▶ _What is needed_
Sift through the material below and return the lines with "available".

══ Task inputs

use anyhow::Context;
use sqlx::{PgPool, Postgres, Transaction};
use tracing::instrument;
use uuid::Uuid;

use crate::modules::students::model::{
    CreateStudentDto, Student, StudentFilterParams, StudentWithClass, UpdateStudentDto,
};
use crate::utils::errors::AppError;

const STUDENT_COLUMNS: &str = "s.id, s.admission_number, s.name, s.email, s.phone, s.gender, \
     s.date_of_birth, s.class_id, s.section, s.roll_number, s.parent_name, s.parent_phone, \
     s.parent_email, s.address, s.admission_date, s.status, s.created_at, s.updated_at";

pub struct StudentService;

impl StudentService {
    #[instrument(skip(db))]
    pub async fn get_students(
        db: &PgPool,
        filters: StudentFilterParams,
    ) -> Result<Vec<StudentWithClass>, AppError> {
        let query = format!(
            "SELECT {STUDENT_COLUMNS}, c.name AS class_name
             FROM students s
             LEFT JOIN classes c ON c.id = s.class_id
             WHERE ($1::uuid IS NULL OR s.class_id = $1)
               AND ($2::text IS NULL OR s.status = $2)
               AND ($3::text IS NULL OR s.name ILIKE '%' || $3 || '%'
                    OR s.admission_number ILIKE '%' || $3 || '%')
             ORDER BY s.name"
        );

        sqlx::query_as::<_, StudentWithClass>(&query)
            .bind(filters.class_id)
            .bind(&filters.status)
            .bind(&filters.search)
            .fetch_all(db)
            .await
            .context("Failed to fetch students")
            .map_err(AppError::database)
    }

    #[instrument(skip(db))]
    pub async fn get_student_by_id(db: &PgPool, id: Uuid) -> Result<StudentWithClass, AppError> {
        let query = format!(
            "SELECT {STUDENT_COLUMNS}, c.name AS class_name
             FROM students s
             LEFT JOIN classes c ON c.id = s.class_id
             WHERE s.id = $1"
        );

        sqlx::query_as::<_, StudentWithClass>(&query)
            .bind(id)
            .fetch_optional(db)
            .await
            .context("Failed to fetch student by ID")
            .map_err(AppError::database)?
            .ok_or_else(|| AppError::not_found(anyhow::anyhow!("Student not found")))
    }

    #[instrument(skip(db, dto))]
    pub async fn create_student(db: &PgPool, dto: CreateStudentDto) -> Result<Student, AppError> {
        let existing: Option<(Uuid,)> =
            sqlx::query_as("SELECT id FROM students WHERE admission_number = $1")
                .bind(&dto.admission_number)
                .fetch_optional(db)
                .await
                .map_err(AppError::database)?;

        if existing.is_some() {
            return Err(AppError::bad_request(anyhow::anyhow!(
                "Student with this admission number already exists"
            )));
        }

        let mut tx = db.begin().await.map_err(AppError::database)?;

        if let Some(class_id) = dto.class_id {
            Self::reserve_class_seat(&mut tx, class_id).await?;
        }

        let student = sqlx::query_as::<_, Student>(
            "INSERT INTO students
                 (admission_number, name, email, phone, gender, date_of_birth, class_id,
                  section, roll_number, parent_name, parent_phone, parent_email, address,
                  admission_date)
             VALUES ($1, $2, $3, $4, $5, $6, $7, $8, $9, $10, $11, $12, $13, $14)
             RETURNING id, admission_number, name, email, phone, gender, date_of_birth,
                       class_id, section, roll_number, parent_name, parent_phone,
                       parent_email, address, admission_date, status, created_at, updated_at",
        )
        .bind(&dto.admission_number)
        .bind(&dto.name)
        .bind(&dto.email)
        .bind(&dto.phone)
        .bind(&dto.gender)
        .bind(dto.date_of_birth)
        .bind(dto.class_id)
        .bind(&dto.section)
        .bind(dto.roll_number)
        .bind(&dto.parent_name)
        .bind(&dto.parent_phone)
        .bind(&dto.parent_email)
        .bind(&dto.address)
        .bind(dto.admission_date)
        .fetch_one(&mut *tx)
        .await
        .map_err(|e| {
            if let sqlx::Error::Database(db_err) = &e {
                if db_err.is_unique_violation() {
                    return AppError::bad_request(anyhow::anyhow!(
                        "Student with this admission number already exists"
                    ));
                }
            }
            AppError::database(anyhow::Error::from(e))
        })?;

        tx.commit().await.map_err(AppError::database)?;

        Ok(student)
    }

    #[instrument(skip(db, dto))]
    pub async fn update_student(
        db: &PgPool,
        id: Uuid,
        dto: UpdateStudentDto,
    ) -> Result<Student, AppError> {
        let existing = Self::get_student_by_id(db, id).await?.student;

        if let Some(admission_number) = &dto.admission_number {
            let duplicate: Option<(Uuid,)> =
                sqlx::query_as("SELECT id FROM students WHERE admission_number = $1 AND id <> $2")
                    .bind(admission_number)
                    .bind(id)
                    .fetch_optional(db)
                    .await
                    .map_err(AppError::database)?;

            if duplicate.is_some() {
                return Err(AppError::bad_request(anyhow::anyhow!(
                    "Student with this admission number already exists"
                )));
            }
        }

        let new_class_id = dto.class_id.or(existing.class_id);

        let mut tx = db.begin().await.map_err(AppError::database)?;

        if new_class_id != existing.class_id {
            if let Some(old_class) = existing.class_id {
                Self::release_class_seat(&mut tx, old_class).await?;
            }
            if let Some(new_class) = new_class_id {
                Self::reserve_class_seat(&mut tx, new_class).await?;
            }
        }

        let student = sqlx::query_as::<_, Student>(
            "UPDATE students
             SET admission_number = $1, name = $2, email = $3, phone = $4, gender = $5,
                 date_of_birth = $6, class_id = $7, section = $8, roll_number = $9,
                 parent_name = $10, parent_phone = $11, parent_email = $12, address = $13,
                 admission_date = $14, status = $15, updated_at = NOW()
             WHERE id = $16
             RETURNING id, admission_number, name, email, phone, gender, date_of_birth,
                       class_id, section, roll_number, parent_name, parent_phone,
                       parent_email, address, admission_date, status, created_at, updated_at",
        )
        .bind(dto.admission_number.unwrap_or(existing.admission_number))
        .bind(dto.name.unwrap_or(existing.name))
        .bind(dto.email.or(existing.email))
        .bind(dto.phone.or(existing.phone))
        .bind(dto.gender.or(existing.gender))
        .bind(dto.date_of_birth.or(existing.date_of_birth))
        .bind(new_class_id)
        .bind(dto.section.or(existing.section))
        .bind(dto.roll_number.or(existing.roll_number))
        .bind(dto.parent_name.or(existing.parent_name))
        .bind(dto.parent_phone.or(existing.parent_phone))
        .bind(dto.parent_email.or(existing.parent_email))
        .bind(dto.address.or(existing.address))
        .bind(dto.admission_date.or(existing.admission_date))
        .bind(dto.status.unwrap_or(existing.status))
        .bind(id)
        .fetch_one(&mut *tx)
        .await
        .context("Failed to update student")
        .map_err(AppError::database)?;

        tx.commit().await.map_err(AppError::database)?;

        Ok(student)
    }

    #[instrument(skip(db))]
    pub async fn delete_student(db: &PgPool, id: Uuid) -> Result<(), AppError> {
        let existing = Self::get_student_by_id(db, id).await?.student;

        let mut tx = db.begin().await.map_err(AppError::database)?;

        sqlx::query("DELETE FROM students WHERE id = $1")
            .bind(id)
            .execute(&mut *tx)
            .await
            .context("Failed to delete student")
            .map_err(AppError::database)?;

        if let Some(class_id) = existing.class_id {
            Self::release_class_seat(&mut tx, class_id).await?;
        }

        tx.commit().await.map_err(AppError::database)?;

        Ok(())
    }

    /// Increments the class enrollment counter, failing when the class is
    /// missing or already full. The row is locked for the transaction so
    /// concurrent admissions cannot overshoot the capacity.
    async fn reserve_class_seat(
        tx: &mut Transaction<'_, Postgres>,
        class_id: Uuid,
    ) -> Result<(), AppError> {
        let class: Option<(i32, i32)> = sqlx::query_as(
            "SELECT max_students, current_students FROM classes WHERE id = $1 FOR UPDATE",
        )
        .bind(class_id)
        .fetch_optional(&mut **tx)
        .await
        .map_err(AppError::database)?;

        let Some((max_students, current_students)) = class else {
            return Err(AppError::bad_request(anyhow::anyhow!(
                "Class does not exist"
            )));
        };

        if current_students >= max_students {
            return Err(AppError::bad_request(anyhow::anyhow!("Class is full")));
        }

        sqlx::query(
            "UPDATE classes SET current_students = current_students + 1, updated_at = NOW()
             WHERE id = $1",
        )
        .bind(class_id)
        .execute(&mut **tx)
        .await
        .map_err(AppError::database)?;

        Ok(())
    }

    async fn release_class_seat(
        tx: &mut Transaction<'_, Postgres>,
        class_id: Uuid,
    ) -> Result<(), AppError> {
        sqlx::query(
            "UPDATE classes
             SET current_students = GREATEST(current_students - 1, 0), updated_at = NOW()
             WHERE id = $1",
        )
        .bind(class_id)
        .execute(&mut **tx)
        .await
        .map_err(AppError::database)?;

        Ok(())
    }
}
use dotenvy::dotenv;

use learnroot::cli;
use learnroot::logging::init_tracing;
use learnroot::router::init_router;
use learnroot::state::init_app_state;

#[tokio::main]
async fn main() {
    dotenv().ok();

    let args: Vec<String> = std::env::args().collect();

    if args.len() > 1 && args[1] == "create-admin" {
        handle_create_admin(args).await;
        return;
    }

    init_tracing();

    let state = init_app_state().await;
    let app = init_router(state);

    let port = std::env::var("PORT")
        .ok()
        .and_then(|p| p.parse::<u16>().ok())
        .unwrap_or(3000);

    let listener = match tokio::net::TcpListener::bind(("0.0.0.0", port)).await {
        Ok(listener) => listener,
        Err(e) => {
            eprintln!("Failed to bind to port {port}: {e}");
            std::process::exit(1);
        }
    };

    println!("🚀 Server running on http://localhost:{port}");
    println!("📚 Swagger UI available at http://localhost:{port}/swagger-ui");
    println!("📖 Scalar UI available at http://localhost:{port}/scalar");

    if let Err(e) = axum::serve(listener, app).await {
        eprintln!("Server error: {e}");
        std::process::exit(1);
    }
}

async fn handle_create_admin(args: Vec<String>) {
    if args.len() != 5 {
        eprintln!("Usage: {} create-admin <name> <email> <password>", args[0]);
        std::process::exit(1);
    }

    let name = &args[2];
    let email = &args[3];
    let password = &args[4];

    let database_url = match std::env::var("DATABASE_URL") {
        Ok(url) => url,
        Err(_) => {
            eprintln!("DATABASE_URL must be set");
            std::process::exit(1);
        }
    };

    let pool = match sqlx::postgres::PgPoolOptions::new()
        .max_connections(5)
        .connect(&database_url)
        .await
    {
        Ok(pool) => pool,
        Err(e) => {
            eprintln!("Failed to connect to database: {e}");
            std::process::exit(1);
        }
    };

    // Make seeding work against a fresh database too
    if let Err(e) = sqlx::migrate!("./migrations").run(&pool).await {
        eprintln!("Failed to run migrations: {e}");
        std::process::exit(1);
    }

    match cli::create_super_admin(&pool, name, email, password).await {
        Ok(_) => {
            println!("✅ Super admin created successfully!");
            println!("   Email: {}", email);
            println!("   Name: {}", name);
        }
        Err(e) => {
            eprintln!("❌ Error creating super admin: {}", e);
            std::process::exit(1);
        }
    }
}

════

▶ _Reply_
    println!("📚 Swagger UI available at http://localhost:{port}/swagger-ui");
    println!("📖 Scalar UI available at http://localhost:{port}/scalar");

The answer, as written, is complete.